[TASK TO CARRY OUT]: Below are entries; output exactly the lines from the one with "-> Result<Vec<OcrLine>, OcrError>" to the one with "as pretty JSON.", both included, and nothing else.

[DATA SUPPLIED]:
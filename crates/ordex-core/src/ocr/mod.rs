//! OCR service boundary and page aggregation.
//!
//! Recognition itself is done by an external engine. An [`OcrService`] is
//! constructed once (validating the engine) and then asked to recognize one
//! page image at a time; [`ocr_pages`] stitches the pages of a document into
//! a single line sequence.

mod bridge;
mod tesseract;

pub use bridge::BridgeEngine;
pub use tesseract::TesseractEngine;

use std::path::Path;
use std::time::Instant;

use image::DynamicImage;
use serde::{Deserialize, Serialize};
use tracing::{debug, info};

use crate::error::OcrError;
use crate::models::config::{OcrBackendKind, OcrConfig};
use crate::models::order::OrderHeader;

/// A recognized text line on one page image.
#[derive(Debug, Clone, PartialEq, Serialize, Deserialize)]
pub struct RecognizedLine {
    /// Recognized text content.
    pub text: String,
    /// Axis-aligned box `[x0, y0, x1, y1]` in image pixels.
    pub bbox: [f32; 4],
}

/// A text line of a document, tagged with its page.
#[derive(Debug, Clone, PartialEq, Serialize, Deserialize)]
pub struct OcrLine {
    /// Recognized text content.
    pub text: String,
    /// Axis-aligned box `[x0, y0, x1, y1]`, `y0 <= y1`.
    pub bbox: [f32; 4],
    /// Zero-based page index.
    pub page: usize,
}

impl OcrLine {
    pub fn new(text: impl Into<String>, bbox: [f32; 4], page: usize) -> Self {
        Self {
            text: text.into(),
            bbox,
            page,
        }
    }

    /// Top edge.
    pub fn top(&self) -> f32 {
        self.bbox[1]
    }

    /// Bottom edge.
    pub fn bottom(&self) -> f32 {
        self.bbox[3]
    }

    /// Vertical midpoint of the box.
    pub fn center_y(&self) -> f32 {
        vertical_center(&self.bbox)
    }

    /// Whether the box spans `y` strictly between its top and bottom edges.
    pub fn straddles(&self, y: f32) -> bool {
        self.top() < y && y < self.bottom()
    }
}

/// Vertical midpoint of an `[x0, y0, x1, y1]` box.
pub fn vertical_center(bbox: &[f32; 4]) -> f32 {
    (bbox[1] + bbox[3]) / 2.0
}

/// An OCR engine able to recognize text lines in a page image.
pub trait OcrService {
    /// Short engine name for logs.
    fn name(&self) -> &str;

    /// Recognize the lines of one image, in the engine's native order.
    fn recognize(&self, image: &DynamicImage) -> Result<Vec<RecognizedLine>, OcrError>;
}

/// Build the configured OCR service.
pub fn create_service(config: &OcrConfig) -> Result<Box<dyn OcrService>, OcrError> {
    let service: Box<dyn OcrService> = match config.backend {
        OcrBackendKind::Tesseract => Box::new(TesseractEngine::new(config)?),
        OcrBackendKind::Bridge => Box::new(BridgeEngine::new(config)?),
    };
    info!("Initialized {} OCR engine", service.name());
    Ok(service)
}

/// Run OCR on every page and concatenate the lines in page order.
pub fn ocr_pages(
    service: &dyn OcrService,
    images: &[DynamicImage],
) -> Result<Vec<OcrLine>, OcrError> {
    let start = Instant::now();
    let mut lines = Vec::new();

    for (page, image) in images.iter().enumerate() {
        let recognized = service.recognize(image)?;
        debug!("Page {}: {} lines", page, recognized.len());
        lines.extend(
            recognized
                .into_iter()
                .map(|line| OcrLine::new(line.text, line.bbox, page)),
        );
    }

    info!(
        "OCR complete: {} lines from {} pages in {}ms",
        lines.len(),
        images.len(),
        start.elapsed().as_millis()
    );
    Ok(lines)
}

/// Write an image to a temporary PNG for engines that read files.
pub(crate) fn write_temp_png(image: &DynamicImage) -> Result<tempfile::NamedTempFile, OcrError> {
    let file = tempfile::Builder::new()
        .prefix("ordex-page-")
        .suffix(".png")
        .tempfile()
        .map_err(|e| OcrError::InvalidImage(format!("failed to create temp file: {}", e)))?;
    image
        .save_with_format(file.path(), image::ImageFormat::Png)
        .map_err(|e| OcrError::InvalidImage(e.to_string()))?;
    Ok(file)
}

/// OCR output of one document, as stored by `ordex ocr`.
#[derive(Debug, Clone, Serialize, Deserialize)]
pub struct OcrDocument {
    #[serde(flatten)]
    pub header: OrderHeader,
    pub lines: Vec<OcrLine>,
}

impl OcrDocument {
    /// Load a document dump from a JSON file.
    pub fn from_file(path: &Path) -> Result<Self, std::io::Error> {
        let content = std::fs::read_to_string(path)?;
        serde_json::from_str(&content).map_err(|e| {
            std::io::Error::new(std::io::ErrorKind::InvalidData, e.to_string())
        })
    }

    /// Save the dump as pretty JSON.
    pub fn save(&self, path: &Path) -> Result<(), std::io::Error> {
        let content = serde_json::to_string_pretty(self).map_err(|e| {
            std::io::Error::new(std::io::ErrorKind::InvalidData, e.to_string())
        })?;
        std::fs::write(path, content)
    }
}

[WRITTEN ANSWER]:
) -> Result<Vec<OcrLine>, OcrError> {
    let start = Instant::now();
    let mut lines = Vec::new();

    for (page, image) in images.iter().enumerate() {
        let recognized = service.recognize(image)?;
        debug!("Page {}: {} lines", page, recognized.len());
        lines.extend(
            recognized
                .into_iter()
                .map(|line| OcrLine::new(line.text, line.bbox, page)),
        );
    }

    info!(
        "OCR complete: {} lines from {} pages in {}ms",
        lines.len(),
        images.len(),
        start.elapsed().as_millis()
    );
    Ok(lines)
}

/// Write an image to a temporary PNG for engines that read files.
pub(crate) fn write_temp_png(image: &DynamicImage) -> Result<tempfile::NamedTempFile, OcrError> {
    let file = tempfile::Builder::new()
        .prefix("ordex-page-")
        .suffix(".png")
        .tempfile()
        .map_err(|e| OcrError::InvalidImage(format!("failed to create temp file: {}", e)))?;
    image
        .save_with_format(file.path(), image::ImageFormat::Png)
        .map_err(|e| OcrError::InvalidImage(e.to_string()))?;
    Ok(file)
}

/// OCR output of one document, as stored by `ordex ocr`.
#[derive(Debug, Clone, Serialize, Deserialize)]
pub struct OcrDocument {
    #[serde(flatten)]
    pub header: OrderHeader,
    pub lines: Vec<OcrLine>,
}

impl OcrDocument {
    /// Load a document dump from a JSON file.
    pub fn from_file(path: &Path) -> Result<Self, std::io::Error> {
        let content = std::fs::read_to_string(path)?;
        serde_json::from_str(&content).map_err(|e| {
            std::io::Error::new(std::io::ErrorKind::InvalidData, e.to_string())
        })
    }

    /// Save the dump as pretty JSON.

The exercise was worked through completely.